▸ **PROBLEM DESCRIPTION**
Present the following entries again, word for word and in full.

▸ **TASK MATERIAL**
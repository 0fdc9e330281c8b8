//! # Order Listing
//!
//! The staff view of orders: each order joined with its customer, ring and stop, plus
//! the computed total. A listing costs three actor round trips regardless of its size.
use crate::clients::order_client::upstream;
use crate::clients::OrderClient;
use crate::framework::{ActorClient, Filter};
use crate::model::{Customer, CustomerId, Order, OrderId, OrderStatus, Ring, RingId, Stop};
use crate::order_actor::OrderError;
use chrono::NaiveDate;
use rust_decimal::Decimal;
use serde::Serialize;
use std::collections::{BTreeSet, HashMap};
use tracing::{debug, instrument};

/// Which orders to list. The default lists everything.
#[derive(Debug, Clone, Default)]
pub struct OrderQuery {
    pub ring: Option<RingId>,
    pub customer: Option<CustomerId>,
    pub status: Option<OrderStatus>,
    /// Skip orders in a terminal status.
    pub open_only: bool,
}

impl OrderQuery {
    pub fn matches(&self, order: &Order) -> bool {
        self.ring.map_or(true, |ring| order.ring_id == ring)
            && self.customer.map_or(true, |customer| order.customer_id == customer)
            && self.status.map_or(true, |status| order.status == status)
            && !(self.open_only && order.status.is_terminal())
    }
}

#[derive(Debug, Clone, PartialEq, Serialize)]
pub struct OrderView {
    pub order: Order,
    /// `None` only if the customer record was removed by maintenance.
    pub customer: Option<Customer>,
    pub ring_date: Option<NaiveDate>,
    pub region: String,
    pub stop: Option<Stop>,
    pub total: Decimal,
    pub has_unpriced_lines: bool,
}

impl OrderClient {
    /// Orders matching `query`, oldest first, with their references resolved.
    #[instrument(skip(self))]
    pub async fn list_orders(&self, query: OrderQuery) -> Result<Vec<OrderView>, OrderError> {
        let orders = self
            .list(Filter::new(move |order: &Order| query.matches(order)))
            .await?;
        debug!(count = orders.len(), "Joining orders");
        self.join(orders).await
    }

    #[instrument(skip(self))]
    pub async fn order_view(&self, id: OrderId) -> Result<Option<OrderView>, OrderError> {
        match self.get(id).await? {
            Some(order) => Ok(self.join(vec![order]).await?.pop()),
            None => Ok(None),
        }
    }

    async fn join(&self, orders: Vec<Order>) -> Result<Vec<OrderView>, OrderError> {
        if orders.is_empty() {
            return Ok(Vec::new());
        }
        let customer_ids: BTreeSet<CustomerId> = orders.iter().map(|o| o.customer_id).collect();
        let ring_ids: BTreeSet<RingId> = orders.iter().map(|o| o.ring_id).collect();

        let customers: HashMap<CustomerId, Customer> = self
            .deps
            .customers
            .list(Filter::new(move |c: &Customer| customer_ids.contains(&c.id)))
            .await
            .map_err(upstream)?
            .into_iter()
            .map(|c| (c.id, c))
            .collect();
        let rings: HashMap<RingId, Ring> = self
            .deps
            .rings
            .list(Filter::new(move |r: &Ring| ring_ids.contains(&r.id)))
            .await
            .map_err(upstream)?
            .into_iter()
            .map(|r| (r.id, r))
            .collect();

        Ok(orders
            .into_iter()
            .map(|order| {
                let ring = rings.get(&order.ring_id);
                OrderView {
                    customer: customers.get(&order.customer_id).cloned(),
                    ring_date: ring.map(|r| r.ring_date),
                    region: ring.map(Ring::region).unwrap_or_default(),
                    stop: ring.and_then(|r| r.stop(order.stop_id)).cloned(),
                    total: order.total(),
                    has_unpriced_lines: order.has_unpriced_lines(),
                    order,
                }
            })
            .collect())
    }
}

▸ **SOLUTION**
repository 0fdc9e330281c8b8
//! # Order Listing
//!
//! The staff view of orders: each order joined with its customer, ring and stop, plus
//! the computed total. A listing costs three actor round trips regardless of its size.
use crate::clients::order_client::upstream;
use crate::clients::OrderClient;
use crate::framework::{ActorClient, Filter};
use crate::model::{Customer, CustomerId, Order, OrderId, OrderStatus, Ring, RingId, Stop};
use crate::order_actor::OrderError;
use chrono::NaiveDate;
use rust_decimal::Decimal;
use serde::Serialize;
use std::collections::{BTreeSet, HashMap};
use tracing::{debug, instrument};

/// Which orders to list. The default lists everything.
#[derive(Debug, Clone, Default)]
pub struct OrderQuery {
    pub ring: Option<RingId>,
    pub customer: Option<CustomerId>,
    pub status: Option<OrderStatus>,
    /// Skip orders in a terminal status.
    pub open_only: bool,
}

impl OrderQuery {
    pub fn matches(&self, order: &Order) -> bool {
        self.ring.map_or(true, |ring| order.ring_id == ring)
            && self.customer.map_or(true, |customer| order.customer_id == customer)
            && self.status.map_or(true, |status| order.status == status)
            && !(self.open_only && order.status.is_terminal())
    }
}

#[derive(Debug, Clone, PartialEq, Serialize)]
pub struct OrderView {
    pub order: Order,
    /// `None` only if the customer record was removed by maintenance.
    pub customer: Option<Customer>,
    pub ring_date: Option<NaiveDate>,
    pub region: String,
    pub stop: Option<Stop>,
    pub total: Decimal,
    pub has_unpriced_lines: bool,
}

impl OrderClient {
    /// Orders matching `query`, oldest first, with their references resolved.
    #[instrument(skip(self))]
    pub async fn list_orders(&self, query: OrderQuery) -> Result<Vec<OrderView>, OrderError> {
        let orders = self
            .list(Filter::new(move |order: &Order| query.matches(order)))
            .await?;
        debug!(count = orders.len(), "Joining orders");
        self.join(orders).await
    }

    #[instrument(skip(self))]
    pub async fn order_view(&self, id: OrderId) -> Result<Option<OrderView>, OrderError> {
        match self.get(id).await? {
            Some(order) => Ok(self.join(vec![order]).await?.pop()),
            None => Ok(None),
        }
    }

    async fn join(&self, orders: Vec<Order>) -> Result<Vec<OrderView>, OrderError> {
        if orders.is_empty() {
            return Ok(Vec::new());
        }
        let customer_ids: BTreeSet<CustomerId> = orders.iter().map(|o| o.customer_id).collect();
        let ring_ids: BTreeSet<RingId> = orders.iter().map(|o| o.ring_id).collect();

        let customers: HashMap<CustomerId, Customer> = self
            .deps
            .customers
            .list(Filter::new(move |c: &Customer| customer_ids.contains(&c.id)))
            .await
            .map_err(upstream)?
            .into_iter()
            .map(|c| (c.id, c))
            .collect();
        let rings: HashMap<RingId, Ring> = self
            .deps
            .rings
            .list(Filter::new(move |r: &Ring| ring_ids.contains(&r.id)))
            .await
            .map_err(upstream)?
            .into_iter()
            .map(|r| (r.id, r))
            .collect();

        Ok(orders
            .into_iter()
            .map(|order| {
                let ring = rings.get(&order.ring_id);
                OrderView {
                    customer: customers.get(&order.customer_id).cloned(),
                    ring_date: ring.map(|r| r.ring_date),
                    region: ring.map(Ring::region).unwrap_or_default(),
                    stop: ring.and_then(|r| r.stop(order.stop_id)).cloned(),
                    total: order.total(),
                    has_unpriced_lines: order.has_unpriced_lines(),
                    order,
                }
            })
            .collect())
    }
}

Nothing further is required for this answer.